|Italian Prime Minister, Silvio Berlusconi leaves the Quirinale Palace after meeting President Giorgio Napolitano on November 8th 2011|
(Reuters) - Italy's Senate is set to vote on Friday on austerity measures demanded by the European Union to avert a euro zone meltdown, after U.S. President Barack Obama ratcheted up pressure for more dramatic action.
Obama spoke with German Chancellor Angela Merkel and French President Nicolas Sarkozy late on Thursday and also called Italian President Giorgio Napolitano. Treasury Secretary Timothy Geithner demanded fast action from Europe.
"The crisis in Europe remains the central challenge to global growth. It is crucial that Europe move quickly to put in place a strong plan to restore financial stability," Geithner said in a statement following a meeting with finance ministers from the Asia Pacific Economic Cooperation countries.
After months of dithering and delay, Rome appears to have got to the message after bond markets pushed it to the brink.
The Italian upper house is due to vote on a package of cuts later in the day. The law should pass easily, as it should in the lower house on Saturday.
Voting for the first time in the upper house will be Mario Monti, the former European Commissioner who has emerged as favorite to replace Silvio Berlusconi as prime minister.
Berlusconi, who lost his majority in a vote on Tuesday, has promised to resign after the financial stability law is passed by both houses of parliament.
If the votes pass smoothly, Napolitano may accept Berlusconi's resignation as early as Saturday night and formally mandate Monti to try to form a new government soon afterwards.
At first, Berlusconi had insisted that early elections were the only option. But he has since softened his stand and is said by sources to be open to a new government.
Markets were calmed at the prospect of an interim government, rather than a three-month vacuum before elections are held.
Monti, a highly respected international figure, has been pushed for weeks as the most suitable figure to lead a national unity government to push through painful austerity measures.
The euro held steady above its recent one-month low but investors were skeptical it would climb far, given that even a technocrat Italian government might struggle to make progress on long-promised, never-delivered fiscal reforms.
Safe haven German Bund futures extended the previous day's losses at the opening on Friday but again trade was cautious.
"Given how far we have widened out in some of these peripherals, we can have maybe two or three days of calm -- in inverted commas -- but nothing has really changed underneath," one bond trader said.
PAPADEMOS IN POWER
In Athens, Greece's prime minister designate was set to name a new crisis cabinet on Friday to calm the political turmoil that has threatened to bankrupt Athens and force it out of the euro zone.
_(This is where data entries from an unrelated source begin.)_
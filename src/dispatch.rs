use std::panic::AssertUnwindSafe;

use futures::FutureExt as _;
use log::{error, trace};
use tokio::sync::mpsc;

use crate::clock::Millis;
use crate::messages::ButtonTag;

/// Interrupt-side half of the deferred queue.
#[derive(Clone, Debug)]
pub struct EdgeSender {
    tx: mpsc::Sender<ButtonTag>,
}

impl EdgeSender {
    /// Never blocks. When the queue is full the newest tag is dropped; the
    /// user pressing again is the retry.
    pub fn on_edge(&self, tag: ButtonTag) {
        let _ = self.tx.try_send(tag);
    }
}

/// Task-side half of the deferred queue.
pub struct DeferredQueue {
    rx: mpsc::Receiver<ButtonTag>,
}

pub fn deferred_queue(depth: usize) -> (EdgeSender, DeferredQueue) {
    let (tx, rx) = mpsc::channel(depth);
    (EdgeSender { tx }, DeferredQueue { rx })
}

/// Work scheduled out of interrupt context.
pub trait DeferredHandler {
    async fn on_deferred(&mut self, tag: ButtonTag);
}

impl DeferredQueue {
    /// Drain tags in FIFO order, one handler call at a time, until every
    /// `EdgeSender` is gone.
    pub async fn run<H: DeferredHandler>(mut self, handler: &mut H) {
        while let Some(tag) = self.rx.recv().await {
            if AssertUnwindSafe(handler.on_deferred(tag))
                .catch_unwind()
                .await
                .is_err()
            {
                error!(target: "dispatch", "Handler for {} button panicked", tag.name());
            }
        }
        trace!(target: "dispatch", "Deferred queue closed");
    }
}

/// Debounce bookkeeping for one physical button. Only touched from task context.
#[derive(Debug, Clone)]
pub struct ButtonChannel {
    tag: ButtonTag,
    debounce_ms: Millis,
    last_accepted: Option<Millis>,
}

impl ButtonChannel {
    pub fn new(tag: ButtonTag, debounce_ms: Millis) -> Self {
        ButtonChannel {
            tag,
            debounce_ms,
            last_accepted: None,
        }
    }

    /// Accepts the press and records it, or rejects it as a bounce.
    pub fn try_accept(&mut self, now: Millis) -> bool {
        if let Some(last) = self.last_accepted {
            if now.saturating_sub(last) < self.debounce_ms {
                trace!(target: "dispatch", "Ignoring bounce on {} button", self.tag.name());
                return false;
            }
        }
        self.last_accepted = Some(now);
        true
    }
}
Greece's two main parties agreed on Thursday to make Lucas Papademos head of a new unity government, ending a chaotic search for a leader to save the country from default. He must now fulfill the terms of a 130 billion euro bailout plan agreed with European partners in October.
"The path will not be easy but I am convinced the problems will be resolved faster and at a smaller cost if there is unity, understanding and prudence," Papademos said on Thursday.
He was left working alone in his new prime ministerial office on Thursday night after talks on the new government ended with no sign of an agreement.
Sources in the two parties -- the ruling Socialists and the opposition New Democracy -- said Evangelos Venizelos was likely to remain as finance minister when President Karolos Papoulias swears in the new cabinet, scheduled for 1200 GMT (7 a.m. ET).
With European leaders dithering over how to tackle the deepening crisis, pressure has mounted on the European Central Bank to act more forcefully.
Three senior ECB policymakers on Thursday rebuffed pressure from investors and world leaders to intervene massively as a lender of last resort on bond markets to shield Italy and Spain from financial contagion.
The euro zone's plan for a more powerful rescue fund may also be running into trouble.
Klaus Regling, the head of the 440 billion euro European Financial Stability Facility, was reported by the Financial Times as saying the recent market turmoil had made it more difficult to scale it up to 1 trillion euros, as planned by EU leaders.
Investors have fled from bonds issued by highly indebted countries. Luring them back by offering insurance on losses, the centerpiece of a plan agreed in Brussels on October 26, would now probably use up more of the fund's resources, Regling said.
"The political turmoil that we saw in the last 10 days probably reduces the potential for leverage. It was always ambitious to have that number, but I'm not ruling it out," the FT quoted him as saying.